*Exercise instructions*:
Go through the following data and transcribe exactly the stretch of lines from the one holding "for a Vulkan surface." to the one holding "Create a resizable", both included.

*Material provided*:
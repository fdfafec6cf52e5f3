//! Window management using winit.
//!
//! Supplies what the renderer needs from its host: the instance extensions
//! a surface requires, the surface itself and the framebuffer size.

use std::ffi::c_char;
use std::sync::Arc;

use ash::vk;
use raw_window_handle::{HasDisplayHandle, HasWindowHandle};
use winit::dpi::PhysicalSize;
use winit::event_loop::ActiveEventLoop;
use winit::window::{Window as WinitWindow, WindowAttributes};

use vkr_core::config::WindowConfig;
use vkr_core::{Error, Result};

/// RAII wrapper for a Vulkan surface.
///
/// The Vulkan instance must outlive this surface, and so must every
/// swapchain created on it.
pub struct Surface {
    handle: vk::SurfaceKHR,
    surface_loader: ash::khr::surface::Instance,
}

impl Surface {
    #[inline]
    pub fn handle(&self) -> vk::SurfaceKHR {
        self.handle
    }
}

impl Drop for Surface {
    fn drop(&mut self) {
        // SAFETY: the handle was created by ash_window::create_surface on the
        // instance the loader was built from, and is destroyed only here.
        unsafe {
            self.surface_loader.destroy_surface(self.handle, None);
        }
        tracing::debug!("Vulkan surface destroyed");
    }
}

/// A winit window able to back a Vulkan surface.
pub struct Window {
    window: Arc<WinitWindow>,
}

impl Window {
    /// Create a resizable window sized and titled from `config`.
    pub fn new(event_loop: &ActiveEventLoop, config: &WindowConfig) -> Result<Self> {
        let attrs = WindowAttributes::default()
            .with_title(config.title.clone())
            .with_inner_size(PhysicalSize::new(config.width, config.height))
            .with_resizable(true);

        let window = event_loop
            .create_window(attrs)
            .map_err(|e| Error::Window(e.to_string()))?;

        tracing::info!("Window created: {}x{}", config.width, config.height);

        Ok(Self {
            window: Arc::new(window),
        })
    }

    /// Get a reference to the underlying winit window.
    pub fn inner(&self) -> &WinitWindow {
        &self.window
    }

    /// Current framebuffer size in pixels. Either side is 0 while minimized.
    pub fn framebuffer_size(&self) -> (u32, u32) {
        let size = self.window.inner_size();
        (size.width, size.height)
    }

    /// Framebuffer size as a Vulkan extent.
    pub fn extent(&self) -> vk::Extent2D {
        let (width, height) = self.framebuffer_size();
        vk::Extent2D { width, height }
    }

    /// Request a redraw of the window.
    pub fn request_redraw(&self) {
        self.window.request_redraw();
    }

    /// Instance extensions needed to create a surface for this window.
    ///
    /// The pointers reference static strings owned by ash-window.
    ///
    /// # Errors
    ///
    /// Returns an error if the display handle is unavailable or the platform
    /// is not supported.
    pub fn required_extensions(&self) -> Result<Vec<*const c_char>> {
        let display_handle = self
            .window
            .display_handle()
            .map_err(|e| Error::Window(format!("Failed to get display handle: {}", e)))?;

        let extensions = ash_window::enumerate_required_extensions(display_handle.as_raw())
            .map_err(|e| {
                Error::Vulkan(format!("Failed to enumerate required extensions: {}", e))
            })?;

        tracing::debug!(
            "Required Vulkan extensions for surface: {:?}",
            extensions
                .iter()
                // SAFETY: ash_window returns valid, null-terminated static strings.
                .map(|&ext| unsafe { std::ffi::CStr::from_ptr(ext) })
                .collect::<Vec<_>>()
        );

        Ok(extensions.to_vec())
    }

    /// Create a Vulkan surface for this window.
    ///
    /// # Errors
    ///
    /// Returns an error if the window or display handles are unavailable or
    /// surface creation fails.
    pub fn create_surface(&self, entry: &ash::Entry, instance: &ash::Instance) -> Result<Surface> {
        let display_handle = self
            .window
            .display_handle()
            .map_err(|e| Error::Window(format!("Failed to get display handle: {}", e)))?;

        let window_handle = self
            .window
            .window_handle()
            .map_err(|e| Error::Window(format!("Failed to get window handle: {}", e)))?;

        // SAFETY: entry and instance are live, and the handles come from a
        // window that outlives the call. Surface::drop destroys the result.
        let handle = unsafe {
            ash_window::create_surface(
                entry,
                instance,
                display_handle.as_raw(),
                window_handle.as_raw(),
                None,
            )
            .map_err(|e| Error::Vulkan(format!("Failed to create Vulkan surface: {}", e)))?
        };

        let surface_loader = ash::khr::surface::Instance::new(entry, instance);

        tracing::info!("Vulkan surface created");

        Ok(Surface {
            handle,
            surface_loader,
        })
    }
}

*Expected answer*:
/// RAII wrapper for a Vulkan surface.
///
/// The Vulkan instance must outlive this surface, and so must every
/// swapchain created on it.
pub struct Surface {
    handle: vk::SurfaceKHR,
    surface_loader: ash::khr::surface::Instance,
}

impl Surface {
    #[inline]
    pub fn handle(&self) -> vk::SurfaceKHR {
        self.handle
    }
}

impl Drop for Surface {
    fn drop(&mut self) {
        // SAFETY: the handle was created by ash_window::create_surface on the
        // instance the loader was built from, and is destroyed only here.
        unsafe {
            self.surface_loader.destroy_surface(self.handle, None);
        }
        tracing::debug!("Vulkan surface destroyed");
    }
}

/// A winit window able to back a Vulkan surface.
pub struct Window {
    window: Arc<WinitWindow>,
}

impl Window {
    /// Create a resizable window sized and titled from `config`.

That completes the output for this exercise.